# pregnant mouse ?



## dizzydani (Jul 18, 2011)

Yesterday I brang a mouse home  to replace the one who died  I always have two because theyre suppose to be social animals right?

Well they told me that the one I chose was pregnant and for some reason I just went with it. Ive had no previous experience in this area and Im actually quite scared I could do something wrong. 

Im not sure what to do about bedding to put in her 'nest', I read that tissue paper is ok? And food wise aswell, depending on how many babies she has, will she be able to cope with them all ? I saw somewhere protein being mentioned, is this for the mum or the babies ?

ANY INFO possible would be great please 

Oh and it says she could build a nest up to two weeks from birth, so how am I suppose to clean the cage? Ive always done it every week

xx


----------



## Petitepuppet (May 30, 2009)

What kind of cage are you keeping her in. She will need to be put in a tank or a zoozone type cage so that any babies she has dont fall out/squeeze out. Thats as far as my knowledge of pregnant mice goes. Someone else with more experience should come along soon though


----------



## dizzydani (Jul 18, 2011)

Sorry im not sure if im replying the right way cos ive not used this before. I suppose its probably more of a hamster cage but its worked perfect fine for the year or so that ive had it, it has two levels (without including the bottom) but the mummy mouse is staying at the bottom, but im not sure if this is because where she was kept at the pet shop she only had one floor ? on top of that, I realise from watching videos and stuff the babies do come out quite small, but I dont think they would necessarily fall OUT maybe more so fall DOWN the tubes ? I think though if she decided to move her nest somewhere else, I could probably block up the tubes because the other mouse in the cage just climbs everywhere aha so it wouldnt bother her I dont think. Once I figure out how to post a picture Ill take a picture of the cage and stuff, that might be better if people want to give me advice?

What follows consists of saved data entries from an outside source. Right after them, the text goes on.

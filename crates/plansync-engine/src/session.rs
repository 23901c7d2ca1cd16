//! Sync session lifecycle.
//!
//! A [`SyncSession`] binds one engine to one live change-feed subscription.
//! The subscription is opened before the initial reconcile so no event can
//! fall into the gap, held for the session's whole lifetime, and released
//! when the session is dropped.

use plansync_core::{Plan, PlanIntent, Result};
use plansync_store::Subscription;
use tracing::{debug, info};

use crate::engine::ReconciliationEngine;
use crate::repository::PlanRepository;

/// One device's live view of the plan collection.
pub struct SyncSession {
    engine: ReconciliationEngine,
    feed: Subscription,
}

impl SyncSession {
    /// Open a session: subscribe to the change feed, then seed local state
    /// with a reconciliation fetch.
    pub async fn open(repo: PlanRepository) -> Result<Self> {
        let feed = repo.subscribe();
        let mut engine = ReconciliationEngine::new(repo);
        engine.reconcile().await?;

        info!(owner = %engine.owner(), plans = engine.snapshot().len(), "sync session opened");

        Ok(Self { engine, feed })
    }

    /// The engine owning this session's state.
    pub fn engine(&self) -> &ReconciliationEngine {
        &self.engine
    }

    /// Mutable access for direct engine operations.
    pub fn engine_mut(&mut self) -> &mut ReconciliationEngine {
        &mut self.engine
    }

    /// Current ordered snapshot.
    pub fn snapshot(&self) -> Vec<Plan> {
        self.engine.snapshot()
    }

    /// Merge every event already queued on the feed, without waiting.
    /// Returns how many were applied.
    pub fn apply_ready_events(&mut self) -> usize {
        let mut applied = 0;
        while let Some(event) = self.feed.try_next() {
            debug!(id = %event.plan_id(), kind = ?event.kind, "applying queued change event");
            self.engine.apply_remote_event(event);
            applied += 1;
        }
        applied
    }

    /// Wait for the next change event and merge it. Returns `false` once the
    /// feed is closed.
    pub async fn next_change(&mut self) -> bool {
        match self.feed.next().await {
            Some(event) => {
                self.engine.apply_remote_event(event);
                true
            }
            None => false,
        }
    }

    /// Apply queued remote events, then dispatch one user intent.
    pub async fn dispatch(&mut self, intent: PlanIntent) -> Result<()> {
        self.apply_ready_events();
        self.engine.dispatch(intent).await
    }
}

#[cfg(test)]
mod tests {
    use std::sync::Arc;

    use plansync_store::MemoryStore;
    use uuid::Uuid;

    use super::*;

    fn owner_repo(store: &Arc<MemoryStore>) -> PlanRepository {
        let store: Arc<dyn plansync_store::RemoteStore> = store.clone();
        PlanRepository::new(store, Uuid::new_v4())
    }

    #[tokio::test]
    async fn test_open_seeds_from_store() {
        let store = Arc::new(MemoryStore::new());
        let repo = owner_repo(&store);

        repo.insert(plansync_core::PlanDraft {
            title: "already there".to_string(),
            description: String::new(),
            progress: 0,
            order: 0,
        })
        .await
        .unwrap();

        let session = SyncSession::open(repo).await.unwrap();
        assert_eq!(session.snapshot().len(), 1);
    }

    #[tokio::test]
    async fn test_changes_propagate_between_sessions() {
        let store = Arc::new(MemoryStore::new());
        let repo = owner_repo(&store);

        let mut device_a = SyncSession::open(repo.clone()).await.unwrap();
        let mut device_b = SyncSession::open(repo).await.unwrap();

        device_a
            .dispatch(PlanIntent::Add {
                title: "shared goal".to_string(),
                description: String::new(),
                progress: 0,
            })
            .await
            .unwrap();

        assert!(device_b.next_change().await);
        assert_eq!(device_b.snapshot().len(), 1);
        assert_eq!(device_b.snapshot()[0].title, "shared goal");
    }

    #[tokio::test]
    async fn test_own_echo_is_idempotent() {
        let store = Arc::new(MemoryStore::new());
        let mut session = SyncSession::open(owner_repo(&store)).await.unwrap();

        session
            .dispatch(PlanIntent::Add {
                title: "echoed".to_string(),
                description: String::new(),
                progress: 0,
            })
            .await
            .unwrap();

        // The store echoed our own insert back to us; merging it must not
        // duplicate the entry.
        assert_eq!(session.apply_ready_events(), 1);
        assert_eq!(session.snapshot().len(), 1);
    }

    #[tokio::test]
    async fn test_remote_delete_applies_on_pump() {
        let store = Arc::new(MemoryStore::new());
        let repo = owner_repo(&store);

        let mut session = SyncSession::open(repo.clone()).await.unwrap();
        session
            .dispatch(PlanIntent::Add {
                title: "short lived".to_string(),
                description: String::new(),
                progress: 0,
            })
            .await
            .unwrap();
        let id = session.snapshot()[0].id;

        // Another client deletes it directly through the store.
        repo.delete(id).await.unwrap();

        session.apply_ready_events();
        assert!(session.snapshot().is_empty());
    }
}
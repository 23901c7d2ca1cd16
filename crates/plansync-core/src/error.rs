//! Error types for plansync clients.

use thiserror::Error;

/// A normalized remote-store failure.
///
/// Every transport, auth, or not-found failure from the backing store is
/// flattened into this single shape at the repository boundary, so callers
/// never see a storage-implementation error type.
#[derive(Error, Debug, Clone, PartialEq, Eq)]
#[error("store operation failed: {message}")]
pub struct StoreError {
    pub message: String,
}

impl StoreError {
    pub fn new(message: impl Into<String>) -> Self {
        Self {
            message: message.into(),
        }
    }
}

/// Main error type for engine operations.
#[derive(Error, Debug, Clone, PartialEq, Eq)]
pub enum PlanError {
    /// The intent was rejected before any local or remote state changed.
    #[error("validation failed: {message}")]
    Validation { message: String },

    /// A remote operation failed after the optimistic local change was
    /// already applied; the caller decides whether to retry or reconcile.
    #[error(transparent)]
    Store(#[from] StoreError),
}

impl PlanError {
    /// Build a validation error.
    pub fn validation(message: impl Into<String>) -> Self {
        PlanError::Validation {
            message: message.into(),
        }
    }

    /// True when the intent was rejected client-side and local state is
    /// untouched.
    pub fn is_validation(&self) -> bool {
        matches!(self, PlanError::Validation { .. })
    }
}

/// Convenience Result type for engine operations.
pub type Result<T, E = PlanError> = std::result::Result<T, E>;
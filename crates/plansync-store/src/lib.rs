//! # Plansync Store
//!
//! The [`RemoteStore`] capability contract, the live change-feed machinery,
//! and an in-memory reference store used by tests and local sessions.

pub mod memory;
pub mod store;
pub mod subscription;

pub use memory::MemoryStore;
pub use store::RemoteStore;
pub use subscription::{ChangeHub, Subscription};
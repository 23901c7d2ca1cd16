//! Plan repository.
//!
//! Thin translation layer between engine intents and the remote store. Each
//! method maps one intent to one store call, scopes it to the session owner,
//! and normalizes the outcome; failures are logged and returned as
//! [`StoreError`], never panics and never a foreign error type.

use std::sync::Arc;

use plansync_core::{Plan, PlanDraft, PlanPatch, StoreError};
use plansync_store::{RemoteStore, Subscription};
use tracing::warn;
use uuid::Uuid;

/// Owner-scoped facade over the remote store.
#[derive(Clone)]
pub struct PlanRepository {
    /// The backing store capability.
    store: Arc<dyn RemoteStore>,

    /// The authenticated principal all calls are scoped to.
    owner: Uuid,
}

impl PlanRepository {
    /// Create a repository scoped to one principal.
    pub fn new(store: Arc<dyn RemoteStore>, owner: Uuid) -> Self {
        Self { store, owner }
    }

    /// The principal this repository is scoped to.
    pub fn owner(&self) -> Uuid {
        self.owner
    }

    /// Fetch the owner's full plan list, sorted by order.
    pub async fn fetch_all(&self) -> Result<Vec<Plan>, StoreError> {
        self.store.list(self.owner).await.map_err(|err| {
            warn!(error = %err, "failed to fetch plans");
            err
        })
    }

    /// Commit a new plan for the owner.
    pub async fn insert(&self, draft: PlanDraft) -> Result<Plan, StoreError> {
        self.store.insert(self.owner, draft).await.map_err(|err| {
            warn!(error = %err, "failed to add plan");
            err
        })
    }

    /// Apply a sparse patch to one plan.
    pub async fn update(&self, id: Uuid, patch: PlanPatch) -> Result<Plan, StoreError> {
        self.store.update(id, patch).await.map_err(|err| {
            warn!(error = %err, %id, "failed to update plan");
            err
        })
    }

    /// Remove one plan.
    pub async fn delete(&self, id: Uuid) -> Result<(), StoreError> {
        self.store.delete(id).await.map_err(|err| {
            warn!(error = %err, %id, "failed to delete plan");
            err
        })
    }

    /// Open the owner's live change feed.
    pub fn subscribe(&self) -> Subscription {
        self.store.subscribe(self.owner)
    }
}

Im just upset that I cant pick her up that much because I dont want to stress her out


----------



## Petitepuppet (May 30, 2009)

I would be worried with a 2 level cage that she might move her nest or even make her nest on the second level. If this was to happen it could end up being very dangerous to the babies. If there a way you can block of the top level so that she is restricted to the one level?


----------



## dizzydani (Jul 18, 2011)

Yeah I think I could just either remove the level (although this might not be fair on the other mouse) or remove the tube?

She seems quite happy on the bottom level though, I think thats because its where the main food and water supply is, shes nestling under one of the toys they have, although im failing to see an actual 'nest' or am I misunderstanding this ? Shes not really moved anything into the area I mean, in terms of bedding or such

But thanks, definitely need to think about attempting to stop her accessing the other levels if I end up keeping her in this cage

The more I think about it the more I wonder why a petshop would let someone come home with a pregnant mouse? I know its partially my fault for saying yes but id rather have the pregnant mouse then a younger kid who might think its ok to pick them up and stuff


----------



## Lil Miss (Dec 11, 2010)

You need to put her in a single level tank style cage on her own, she does not know the other mouse and she doesnt know her, you run a huge risk of mum culling the litter from the stress of putting her witg a mouse she doesnt know, you need to let her raise her litter in peace, and in a cage that is suitable, did they tell you when she is due?


----------



## niki87 (Nov 18, 2009)

Yes you really do need a single level tank...preferably not barred cage as bbabies can fall through the bars...yes they are that tiny. You will get one cheaper off ebay or alternatively get a large box and put holes in the lid and around the top and you can convert this into a suitable home.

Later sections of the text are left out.